## About this exercise:
Repeat the lines of the data exactly, from the first one through the one that contains "type Error: std::error::Error".
══════════════════════════════
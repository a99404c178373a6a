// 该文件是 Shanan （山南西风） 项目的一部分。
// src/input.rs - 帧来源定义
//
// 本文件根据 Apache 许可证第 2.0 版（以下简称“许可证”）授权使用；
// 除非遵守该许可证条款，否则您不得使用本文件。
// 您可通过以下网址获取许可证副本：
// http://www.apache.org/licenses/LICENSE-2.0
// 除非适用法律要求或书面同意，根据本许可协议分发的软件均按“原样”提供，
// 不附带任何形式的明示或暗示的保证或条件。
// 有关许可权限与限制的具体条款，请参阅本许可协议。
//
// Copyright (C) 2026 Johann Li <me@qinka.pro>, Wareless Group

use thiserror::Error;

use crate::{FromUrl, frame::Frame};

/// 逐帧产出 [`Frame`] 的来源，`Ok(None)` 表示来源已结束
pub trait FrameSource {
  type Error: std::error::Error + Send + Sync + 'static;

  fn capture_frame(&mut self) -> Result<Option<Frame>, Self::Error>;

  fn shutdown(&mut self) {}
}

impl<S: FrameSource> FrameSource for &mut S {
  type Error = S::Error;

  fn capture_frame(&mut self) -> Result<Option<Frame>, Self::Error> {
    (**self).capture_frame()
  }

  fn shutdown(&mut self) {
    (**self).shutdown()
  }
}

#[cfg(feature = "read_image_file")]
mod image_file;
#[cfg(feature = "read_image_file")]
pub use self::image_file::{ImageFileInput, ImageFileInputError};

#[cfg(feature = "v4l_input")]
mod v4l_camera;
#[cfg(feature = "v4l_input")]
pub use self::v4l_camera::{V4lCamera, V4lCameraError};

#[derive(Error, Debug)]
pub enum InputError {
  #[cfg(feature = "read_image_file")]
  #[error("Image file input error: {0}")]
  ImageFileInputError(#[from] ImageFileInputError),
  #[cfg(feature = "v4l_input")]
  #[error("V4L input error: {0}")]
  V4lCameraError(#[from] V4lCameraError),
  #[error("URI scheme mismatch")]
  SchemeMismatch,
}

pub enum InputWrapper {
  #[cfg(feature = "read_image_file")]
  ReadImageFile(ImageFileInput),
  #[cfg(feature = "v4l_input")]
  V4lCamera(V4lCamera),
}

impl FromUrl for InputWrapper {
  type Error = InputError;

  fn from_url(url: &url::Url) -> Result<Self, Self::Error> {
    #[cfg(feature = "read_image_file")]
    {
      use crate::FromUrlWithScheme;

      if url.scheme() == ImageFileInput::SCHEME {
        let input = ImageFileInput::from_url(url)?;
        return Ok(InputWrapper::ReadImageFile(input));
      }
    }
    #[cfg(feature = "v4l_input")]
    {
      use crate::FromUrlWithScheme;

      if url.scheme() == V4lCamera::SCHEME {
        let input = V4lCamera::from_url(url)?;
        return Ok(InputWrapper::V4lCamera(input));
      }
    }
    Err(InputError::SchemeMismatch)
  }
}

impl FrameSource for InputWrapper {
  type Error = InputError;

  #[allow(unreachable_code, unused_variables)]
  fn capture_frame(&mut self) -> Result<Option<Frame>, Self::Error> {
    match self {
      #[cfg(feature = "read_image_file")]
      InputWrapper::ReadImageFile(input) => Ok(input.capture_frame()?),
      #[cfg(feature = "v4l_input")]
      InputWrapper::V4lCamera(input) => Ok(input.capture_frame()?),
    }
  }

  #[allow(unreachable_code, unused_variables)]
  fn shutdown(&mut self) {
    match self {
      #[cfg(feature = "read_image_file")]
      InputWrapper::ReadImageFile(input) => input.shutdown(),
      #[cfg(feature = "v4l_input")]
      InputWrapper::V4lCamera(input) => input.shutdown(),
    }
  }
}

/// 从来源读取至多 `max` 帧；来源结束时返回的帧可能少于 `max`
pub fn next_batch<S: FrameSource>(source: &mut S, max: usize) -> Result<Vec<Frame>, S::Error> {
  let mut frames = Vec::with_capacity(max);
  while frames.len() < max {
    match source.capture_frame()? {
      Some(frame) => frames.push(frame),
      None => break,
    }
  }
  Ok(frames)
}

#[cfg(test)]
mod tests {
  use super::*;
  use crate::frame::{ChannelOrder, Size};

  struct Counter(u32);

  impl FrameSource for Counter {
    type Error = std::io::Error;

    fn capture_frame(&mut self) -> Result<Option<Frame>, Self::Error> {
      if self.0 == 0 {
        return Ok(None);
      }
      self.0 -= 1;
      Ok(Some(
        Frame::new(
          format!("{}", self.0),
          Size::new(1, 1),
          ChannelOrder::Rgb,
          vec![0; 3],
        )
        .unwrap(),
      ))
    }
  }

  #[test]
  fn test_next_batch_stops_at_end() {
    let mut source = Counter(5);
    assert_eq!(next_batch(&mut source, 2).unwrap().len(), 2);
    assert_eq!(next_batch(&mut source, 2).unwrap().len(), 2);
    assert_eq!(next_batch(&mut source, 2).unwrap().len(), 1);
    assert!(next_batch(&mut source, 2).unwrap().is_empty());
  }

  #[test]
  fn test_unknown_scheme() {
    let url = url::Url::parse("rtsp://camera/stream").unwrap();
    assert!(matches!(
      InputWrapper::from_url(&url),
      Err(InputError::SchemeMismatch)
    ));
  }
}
══════════════════════════════
## Solution to the exercise:
repository a99404c178373a6a
// 该文件是 Shanan （山南西风） 项目的一部分。
// src/input.rs - 帧来源定义
//
// 本文件根据 Apache 许可证第 2.0 版（以下简称“许可证”）授权使用；
// 除非遵守该许可证条款，否则您不得使用本文件。
// 您可通过以下网址获取许可证副本：
// http://www.apache.org/licenses/LICENSE-2.0
// 除非适用法律要求或书面同意，根据本许可协议分发的软件均按“原样”提供，
// 不附带任何形式的明示或暗示的保证或条件。
// 有关许可权限与限制的具体条款，请参阅本许可协议。
//
// Copyright (C) 2026 Johann Li <me@qinka.pro>, Wareless Group

use thiserror::Error;

use crate::{FromUrl, frame::Frame};

/// 逐帧产出 [`Frame`] 的来源，`Ok(None)` 表示来源已结束
pub trait FrameSource {
  type Error: std::error::Error + Send + Sync + 'static;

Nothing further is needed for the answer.